Poço rico em opiniões, ele declarou recentemente ter sido "banal" o ato racista sofrido pelo jogador Daniel Alves, que comeu uma banana lançada em campo para ele, na Espanha. Sobre um acidente que matou um operário no Itaquerão, afirmou que "é normal, são coisas da vida".

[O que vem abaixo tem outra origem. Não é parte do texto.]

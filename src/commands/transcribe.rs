//! Transcribe a pre-recorded audio file.
//!
//! Acts as the host for a single provider call: loads configuration, builds the
//! provider, checks the file's metadata against the provider's capabilities and
//! streams the audio to it.

use std::path::{Path, PathBuf};

use anyhow::anyhow;

use crate::audio_file::AudioFile;
use crate::config;
use crate::transcription::{self, TranscriptionResult};

/// Language used when none is given on the command line
pub const DEFAULT_LANGUAGE: &str = "ru-RU";

/// Handles transcription of a pre-recorded audio file.
///
/// # Arguments
/// * `file` - Path to a WAV or Ogg/Opus file
/// * `language` - Language-region tag, e.g. "en-US"
/// * `output_file` - Optional file path to write output to instead of stdout
///
/// # Errors
/// - If the file is missing, unreadable or not supported by the provider
/// - If configuration cannot be loaded or the provider cannot be built
/// - If the provider reports an error or the user interrupts the call
pub async fn handle_transcribe(
    file: PathBuf,
    language: String,
    output_file: Option<PathBuf>,
) -> anyhow::Result<()> {
    tracing::info!("=== yastt Transcribe Command ===");

    if !file.exists() {
        return Err(anyhow!("Audio file not found: {}", file.display()));
    }

    let config_data = config::YasttConfig::load().map_err(|err| {
        tracing::error!("Failed to load configuration: {err}");
        anyhow!("Configuration error: {err}")
    })?;

    let client = http_client()?;
    let provider = transcription::build_provider(client, &config_data)?;

    let audio = AudioFile::load(&file, &language)?;
    tracing::info!(
        "Transcribing {} ({} bytes, {} {} Hz {}) with {}",
        file.display(),
        audio.data.len(),
        audio.metadata.codec,
        audio.metadata.sample_rate,
        audio.metadata.channels,
        provider.name()
    );

    transcription::is_supported(provider.as_ref(), &audio.metadata)
        .map_err(|e| anyhow!("{} cannot handle this audio: {e}", provider.name()))?;

    let metadata = audio.metadata.clone();
    let result = tokio::select! {
        result = provider.transcribe(metadata, audio.into_stream()) => result,
        _ = tokio::signal::ctrl_c() => {
            tracing::info!("Transcription interrupted by user");
            return Err(anyhow!("Transcription interrupted"));
        }
    };

    let text = match result {
        TranscriptionResult::Success { text } => text,
        TranscriptionResult::Error { message } => {
            tracing::error!("Transcription failed: {message}");
            return Err(anyhow!("Transcription failed: {message}"));
        }
    };

    tracing::debug!("Transcription completed: {} characters", text.chars().count());
    write_output(&text, output_file.as_deref())
}

/// Builds the HTTP client shared by the provider for its lifetime.
fn http_client() -> anyhow::Result<reqwest::Client> {
    reqwest::Client::builder()
        .user_agent(concat!("yastt/", env!("CARGO_PKG_VERSION")))
        .build()
        .map_err(|e| anyhow!("Failed to build HTTP client: {e}"))
}

/// Writes the transcript to `output_file`, or stdout when none is given.
fn write_output(text: &str, output_file: Option<&Path>) -> anyhow::Result<()> {
    if let Some(path) = output_file {
        std::fs::write(path, text)
            .map_err(|e| anyhow!("Failed to write to file '{}': {e}", path.display()))?;
        tracing::debug!("Transcribed text written to file: {}", path.display());
    } else {
        println!("{text}");
    }
    Ok(())
}

#[cfg(test)]
mod tests {
    use super::*;

    #[test]
    fn test_write_output_to_file() {
        let dir = tempfile::tempdir().unwrap();
        let path = dir.path().join("transcript.txt");
        write_output("привет мир", Some(&path)).unwrap();
        assert_eq!(std::fs::read_to_string(&path).unwrap(), "привет мир");
    }

    #[tokio::test]
    async fn test_missing_file_is_reported() {
        let err = handle_transcribe(
            PathBuf::from("/definitely/not/here.wav"),
            DEFAULT_LANGUAGE.to_string(),
            None,
        )
        .await
        .unwrap_err();
        assert!(err.to_string().contains("Audio file not found"));
    }
}
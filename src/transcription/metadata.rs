//! Audio metadata supplied alongside every transcription request.
//!
//! The enums here mirror the value ladders a host can advertise and request:
//! container formats, codecs, bit depths, sample rates and channel layouts.

use serde::{Deserialize, Serialize};

/// Audio container format
#[derive(Debug, Clone, Copy, PartialEq, Eq, Hash, Serialize, Deserialize)]
#[serde(rename_all = "lowercase")]
pub enum AudioFormat {
    Wav,
    Ogg,
}

impl std::fmt::Display for AudioFormat {
    fn fmt(&self, f: &mut std::fmt::Formatter<'_>) -> std::fmt::Result {
        match self {
            Self::Wav => write!(f, "wav"),
            Self::Ogg => write!(f, "ogg"),
        }
    }
}

/// Audio codec of the submitted payload
#[derive(Debug, Clone, Copy, PartialEq, Eq, Hash, Serialize, Deserialize)]
#[serde(rename_all = "lowercase")]
pub enum AudioCodec {
    Pcm,
    Opus,
}

impl std::fmt::Display for AudioCodec {
    fn fmt(&self, f: &mut std::fmt::Formatter<'_>) -> std::fmt::Result {
        match self {
            Self::Pcm => write!(f, "pcm"),
            Self::Opus => write!(f, "opus"),
        }
    }
}

/// Bits per sample
#[derive(Debug, Clone, Copy, PartialEq, Eq, Hash, Serialize, Deserialize)]
pub enum AudioBitRate {
    Bits8,
    Bits16,
    Bits24,
    Bits32,
}

impl AudioBitRate {
    pub const ALL: [Self; 4] = [Self::Bits8, Self::Bits16, Self::Bits24, Self::Bits32];

    pub fn bits(self) -> u16 {
        match self {
            Self::Bits8 => 8,
            Self::Bits16 => 16,
            Self::Bits24 => 24,
            Self::Bits32 => 32,
        }
    }

    pub fn from_bits(bits: u16) -> Option<Self> {
        Self::ALL.into_iter().find(|b| b.bits() == bits)
    }
}

impl std::fmt::Display for AudioBitRate {
    fn fmt(&self, f: &mut std::fmt::Formatter<'_>) -> std::fmt::Result {
        write!(f, "{}", self.bits())
    }
}

/// Sample rate in Hz
#[derive(Debug, Clone, Copy, PartialEq, Eq, Hash, Serialize, Deserialize)]
pub enum AudioSampleRate {
    Hz8000,
    Hz11000,
    Hz16000,
    Hz18900,
    Hz22000,
    Hz32000,
    Hz37800,
    Hz44100,
    Hz48000,
}

impl AudioSampleRate {
    pub const ALL: [Self; 9] = [
        Self::Hz8000,
        Self::Hz11000,
        Self::Hz16000,
        Self::Hz18900,
        Self::Hz22000,
        Self::Hz32000,
        Self::Hz37800,
        Self::Hz44100,
        Self::Hz48000,
    ];

    pub fn hz(self) -> u32 {
        match self {
            Self::Hz8000 => 8000,
            Self::Hz11000 => 11000,
            Self::Hz16000 => 16000,
            Self::Hz18900 => 18900,
            Self::Hz22000 => 22000,
            Self::Hz32000 => 32000,
            Self::Hz37800 => 37800,
            Self::Hz44100 => 44100,
            Self::Hz48000 => 48000,
        }
    }

    pub fn from_hz(hz: u32) -> Option<Self> {
        Self::ALL.into_iter().find(|r| r.hz() == hz)
    }
}

impl std::fmt::Display for AudioSampleRate {
    fn fmt(&self, f: &mut std::fmt::Formatter<'_>) -> std::fmt::Result {
        write!(f, "{}", self.hz())
    }
}

/// Channel layout
#[derive(Debug, Clone, Copy, PartialEq, Eq, Hash, Serialize, Deserialize)]
#[serde(rename_all = "lowercase")]
pub enum AudioChannels {
    Mono,
    Stereo,
}

impl AudioChannels {
    pub fn count(self) -> u16 {
        match self {
            Self::Mono => 1,
            Self::Stereo => 2,
        }
    }

    pub fn from_count(count: u16) -> Option<Self> {
        match count {
            1 => Some(Self::Mono),
            2 => Some(Self::Stereo),
            _ => None,
        }
    }
}

impl std::fmt::Display for AudioChannels {
    fn fmt(&self, f: &mut std::fmt::Formatter<'_>) -> std::fmt::Result {
        match self {
            Self::Mono => write!(f, "mono"),
            Self::Stereo => write!(f, "stereo"),
        }
    }
}

/// Describes the audio that accompanies a single transcription call.
#[derive(Debug, Clone, PartialEq, Eq, Serialize, Deserialize)]
pub struct AudioMetadata {
    /// Language-region tag, e.g. "ru-RU"
    pub language: String,
    pub format: AudioFormat,
    pub codec: AudioCodec,
    pub bit_rate: AudioBitRate,
    pub sample_rate: AudioSampleRate,
    pub channels: AudioChannels,
}

#[cfg(test)]
mod tests {
    use super::*;

    #[test]
    fn test_sample_rate_lookup() {
        assert_eq!(AudioSampleRate::from_hz(16000), Some(AudioSampleRate::Hz16000));
        assert_eq!(AudioSampleRate::from_hz(12345), None);
        for rate in AudioSampleRate::ALL {
            assert_eq!(AudioSampleRate::from_hz(rate.hz()), Some(rate));
        }
    }

    #[test]
    fn test_bit_rate_and_channels_lookup() {
        assert_eq!(AudioBitRate::from_bits(16), Some(AudioBitRate::Bits16));
        assert_eq!(AudioBitRate::from_bits(12), None);
        assert_eq!(AudioChannels::from_count(1), Some(AudioChannels::Mono));
        assert_eq!(AudioChannels::from_count(6), None);
    }

    #[test]
    fn test_display_values() {
        assert_eq!(AudioCodec::Pcm.to_string(), "pcm");
        assert_eq!(AudioFormat::Ogg.to_string(), "ogg");
        assert_eq!(AudioSampleRate::Hz48000.to_string(), "48000");
        assert_eq!(AudioChannels::Stereo.to_string(), "stereo");
    }
}
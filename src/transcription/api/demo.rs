//! Canned provider for trying the pipeline without credentials or network.

use std::future::Future;
use std::pin::Pin;

use futures::StreamExt;

use crate::transcription::capabilities::DEMO_LANGUAGES;
use crate::transcription::metadata::{
    AudioBitRate, AudioChannels, AudioCodec, AudioFormat, AudioMetadata, AudioSampleRate,
};
use crate::transcription::provider::{
    AudioStream, ProviderKind, SpeechProvider, TranscriptionResult,
};

pub const DEMO_TRANSCRIPT: &str = "Turn the Kitchen Lights on";

#[derive(Debug, Default)]
pub struct DemoProvider;

impl DemoProvider {
    pub fn new() -> Self {
        Self
    }
}

impl SpeechProvider for DemoProvider {
    fn name(&self) -> &'static str {
        ProviderKind::Demo.name()
    }

    fn supported_languages(&self) -> &'static [&'static str] {
        DEMO_LANGUAGES
    }

    fn supported_formats(&self) -> &'static [AudioFormat] {
        &[AudioFormat::Wav, AudioFormat::Ogg]
    }

    fn supported_codecs(&self) -> &'static [AudioCodec] {
        &[AudioCodec::Pcm, AudioCodec::Opus]
    }

    fn supported_bit_rates(&self) -> &'static [AudioBitRate] {
        &[AudioBitRate::Bits16]
    }

    fn supported_sample_rates(&self) -> &'static [AudioSampleRate] {
        &[
            AudioSampleRate::Hz16000,
            AudioSampleRate::Hz44100,
            AudioSampleRate::Hz48000,
        ]
    }

    fn supported_channels(&self) -> &'static [AudioChannels] {
        &[AudioChannels::Mono, AudioChannels::Stereo]
    }

    fn transcribe<'a>(
        &'a self,
        metadata: AudioMetadata,
        mut stream: AudioStream<'a>,
    ) -> Pin<Box<dyn Future<Output = TranscriptionResult> + Send + 'a>> {
        Box::pin(async move {
            // Drain so callers observe the same consumption as a real provider.
            let mut received = 0usize;
            while let Some(chunk) = stream.next().await {
                received += chunk.len();
            }
            tracing::debug!(
                "Demo transcription of {} bytes ({})",
                received,
                metadata.language
            );
            TranscriptionResult::Success {
                text: DEMO_TRANSCRIPT.to_string(),
            }
        })
    }
}

#[cfg(test)]
mod tests {
    use super::*;
    use futures::stream;

    #[tokio::test]
    async fn demo_returns_canned_text() {
        let provider = DemoProvider::new();
        let metadata = AudioMetadata {
            language: "en-US".into(),
            format: AudioFormat::Wav,
            codec: AudioCodec::Pcm,
            bit_rate: AudioBitRate::Bits16,
            sample_rate: AudioSampleRate::Hz16000,
            channels: AudioChannels::Stereo,
        };
        let audio = stream::iter(vec![vec![0u8; 32], vec![1u8; 32]]).boxed();

        let result = provider.transcribe(metadata, audio).await;
        assert_eq!(
            result,
            TranscriptionResult::Success {
                text: DEMO_TRANSCRIPT.into()
            }
        );
    }
}
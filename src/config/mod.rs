//! Configuration management for yastt.
//!
//! Configuration is a single TOML file in the user's config directory. The API
//! key may also come from the environment so it never has to be written to disk.

pub mod file;

pub use file::{get_config_path, YandexConfig, YasttConfig, API_KEY_ENV, DEFAULT_MAX_AUDIO_BYTES};
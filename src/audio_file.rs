//! Loading audio files from disk into provider input.
//!
//! WAV files are decoded with hound and their samples re-encoded as raw
//! little-endian LPCM, which is what SpeechKit expects for the `lpcm` format.
//! Ogg/Opus files are passed through untouched.

use std::path::Path;

use anyhow::anyhow;
use futures::stream::{self, StreamExt};

use crate::transcription::{
    AudioBitRate, AudioChannels, AudioCodec, AudioFormat, AudioMetadata, AudioSampleRate,
    AudioStream,
};

/// Size of the chunks handed to the provider
pub const CHUNK_SIZE: usize = 8 * 1024;

/// Audio payload plus the metadata describing it
#[derive(Debug)]
pub struct AudioFile {
    pub metadata: AudioMetadata,
    pub data: Vec<u8>,
}

impl AudioFile {
    /// Reads an audio file, choosing the decoder from its extension.
    ///
    /// # Errors
    /// - If the extension is not `wav`, `ogg` or `opus`
    /// - If the file cannot be read or decoded
    /// - If the WAV is not 16-bit integer PCM or uses an unknown sample rate
    pub fn load(path: &Path, language: &str) -> anyhow::Result<Self> {
        let extension = path
            .extension()
            .and_then(|e| e.to_str())
            .map(str::to_ascii_lowercase)
            .unwrap_or_default();

        match extension.as_str() {
            "wav" => load_wav(path, language),
            "ogg" | "opus" => load_ogg(path, language),
            other => Err(anyhow!(
                "Unsupported audio file type '{other}'. Use a 16-bit WAV or an Ogg/Opus file"
            )),
        }
    }

    /// Splits the payload into fixed-size chunks, the way a host would stream it.
    pub fn into_stream(self) -> AudioStream<'static> {
        let chunks: Vec<Vec<u8>> = self.data.chunks(CHUNK_SIZE).map(<[u8]>::to_vec).collect();
        stream::iter(chunks).boxed()
    }
}

fn load_wav(path: &Path, language: &str) -> anyhow::Result<AudioFile> {
    let reader = hound::WavReader::open(path)
        .map_err(|e| anyhow!("Failed to open WAV file {}: {e}", path.display()))?;
    let spec = reader.spec();
    tracing::debug!("WAV spec for {}: {:?}", path.display(), spec);

    if spec.sample_format != hound::SampleFormat::Int || spec.bits_per_sample != 16 {
        return Err(anyhow!(
            "Only 16-bit integer PCM WAV files are supported (got {} bits, {:?})",
            spec.bits_per_sample,
            spec.sample_format
        ));
    }

    let sample_rate = AudioSampleRate::from_hz(spec.sample_rate)
        .ok_or_else(|| anyhow!("Unsupported sample rate: {} Hz", spec.sample_rate))?;
    let channels = AudioChannels::from_count(spec.channels)
        .ok_or_else(|| anyhow!("Unsupported channel count: {}", spec.channels))?;
    let bit_rate = AudioBitRate::from_bits(spec.bits_per_sample)
        .ok_or_else(|| anyhow!("Unsupported bit depth: {}", spec.bits_per_sample))?;

    let mut data = Vec::with_capacity(reader.len() as usize * 2);
    for sample in reader.into_samples::<i16>() {
        let sample = sample.map_err(|e| anyhow!("Failed to decode WAV sample: {e}"))?;
        data.extend_from_slice(&sample.to_le_bytes());
    }

    Ok(AudioFile {
        metadata: AudioMetadata {
            language: language.to_string(),
            format: AudioFormat::Wav,
            codec: AudioCodec::Pcm,
            bit_rate,
            sample_rate,
            channels,
        },
        data,
    })
}

fn load_ogg(path: &Path, language: &str) -> anyhow::Result<AudioFile> {
    let data = std::fs::read(path)
        .map_err(|e| anyhow!("Failed to read audio file {}: {e}", path.display()))?;

    // Opus always decodes at 48 kHz; the container carries the rest.
    Ok(AudioFile {
        metadata: AudioMetadata {
            language: language.to_string(),
            format: AudioFormat::Ogg,
            codec: AudioCodec::Opus,
            bit_rate: AudioBitRate::Bits16,
            sample_rate: AudioSampleRate::Hz48000,
            channels: AudioChannels::Mono,
        },
        data,
    })
}
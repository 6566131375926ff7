//! Transcription API clients with provider-specific implementations.
//!
//! Each provider implements [`SpeechProvider`]; [`build_provider`] is the single
//! construction entry point a host uses once configuration is loaded.

mod demo;
mod shared;
mod yandex;

use std::sync::Arc;

use reqwest::header::HeaderValue;

pub use demo::{DemoProvider, DEMO_TRANSCRIPT};
pub use yandex::{YandexSttProvider, REQUEST_TIMEOUT, YANDEX_API_URL};

use super::provider::{ProviderKind, SpeechProvider};
use crate::config::YasttConfig;

/// Builds the configured provider on top of the host's HTTP client.
///
/// # Errors
/// - If the Yandex provider is selected without an API key
/// - If the API key cannot be sent in an HTTP header
pub fn build_provider(
    client: reqwest::Client,
    config: &YasttConfig,
) -> anyhow::Result<Arc<dyn SpeechProvider>> {
    tracing::info!("Setting up {} provider", config.provider.name());

    if config.provider == ProviderKind::Yandex {
        let key = &config.yandex.api_key;
        if key.trim().is_empty() {
            return Err(anyhow::anyhow!(
                "No API key for {}. Set yandex.api_key in the config file or {}",
                ProviderKind::Yandex.name(),
                crate::config::API_KEY_ENV
            ));
        }
        if HeaderValue::from_str(&format!("Api-Key {key}")).is_err() {
            return Err(anyhow::anyhow!(
                "API key for {} contains characters not allowed in an HTTP header (check for stray whitespace or newlines)",
                ProviderKind::Yandex.name()
            ));
        }
        tracing::debug!("SpeechKit settings: {:?}", config.yandex);
    }

    Ok(configured_provider(client, config))
}

/// Instantiates the configured provider without checking its credentials.
///
/// Enough for reading the capability descriptor; use [`build_provider`] before
/// transcribing.
pub fn configured_provider(
    client: reqwest::Client,
    config: &YasttConfig,
) -> Arc<dyn SpeechProvider> {
    match config.provider {
        ProviderKind::Yandex => Arc::new(YandexSttProvider::new(client, config.yandex.clone())),
        ProviderKind::Demo => Arc::new(DemoProvider::new()),
    }
}

#[cfg(test)]
mod tests {
    use super::*;

    #[test]
    fn yandex_without_key_is_rejected() {
        let config = YasttConfig::default();
        let err = build_provider(reqwest::Client::new(), &config).unwrap_err();
        assert!(err.to_string().contains("No API key"));
    }

    #[test]
    fn key_with_trailing_newline_is_rejected() {
        let mut config = YasttConfig::default();
        config.yandex.api_key = "abc\n".into();
        let err = build_provider(reqwest::Client::new(), &config).unwrap_err();
        assert!(err.to_string().contains("not allowed in an HTTP header"));
    }

    #[test]
    fn configured_provider_needs_no_key() {
        let config = YasttConfig::default();
        let provider = configured_provider(reqwest::Client::new(), &config);
        assert_eq!(provider.name(), "YandexSpeechKit STT");
    }

    #[test]
    fn builds_selected_provider() {
        let mut config = YasttConfig::default();
        config.yandex.api_key = "key".into();
        let provider = build_provider(reqwest::Client::new(), &config).unwrap();
        assert_eq!(provider.name(), "YandexSpeechKit STT");
        assert_eq!(provider.supported_languages().len(), 16);

        config.provider = ProviderKind::Demo;
        config.yandex.api_key.clear();
        let provider = build_provider(reqwest::Client::new(), &config).unwrap();
        assert_eq!(provider.name(), "Demo STT");
    }
}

Garante só abrir a boca para responder à imprensa se conhecer o assunto. "Quando eu não sei, não falo." Calado, na definição dada por Romário em 2005, Pelé "é um poeta". Ele rebate a alfinetada com firmeza: "Todo mundo me conhece no Brasil, desde os meus 17 anos. Sempre respeitei, fui honesto com todo mundo e amo o meu país. O que faço, o que procuro dar de mensagem, é o melhor para o país. Sempre vou ser assim, não vou mudar".

"Finish", anuncia a vietnamita Theresa Tran, assessora de Pelé que não fala português, finalizando a conversa. Ele se levanta e segue para sessão de autógrafos, fotos e sorrisos que duraria uma hora e meia. Enquanto o ídolo passa no meio do público, José Fornos, o Pepito, amigo e homem de confiança há 45 anos, sentencia: "Ele é igual curva de rio: onde passa, enrosca".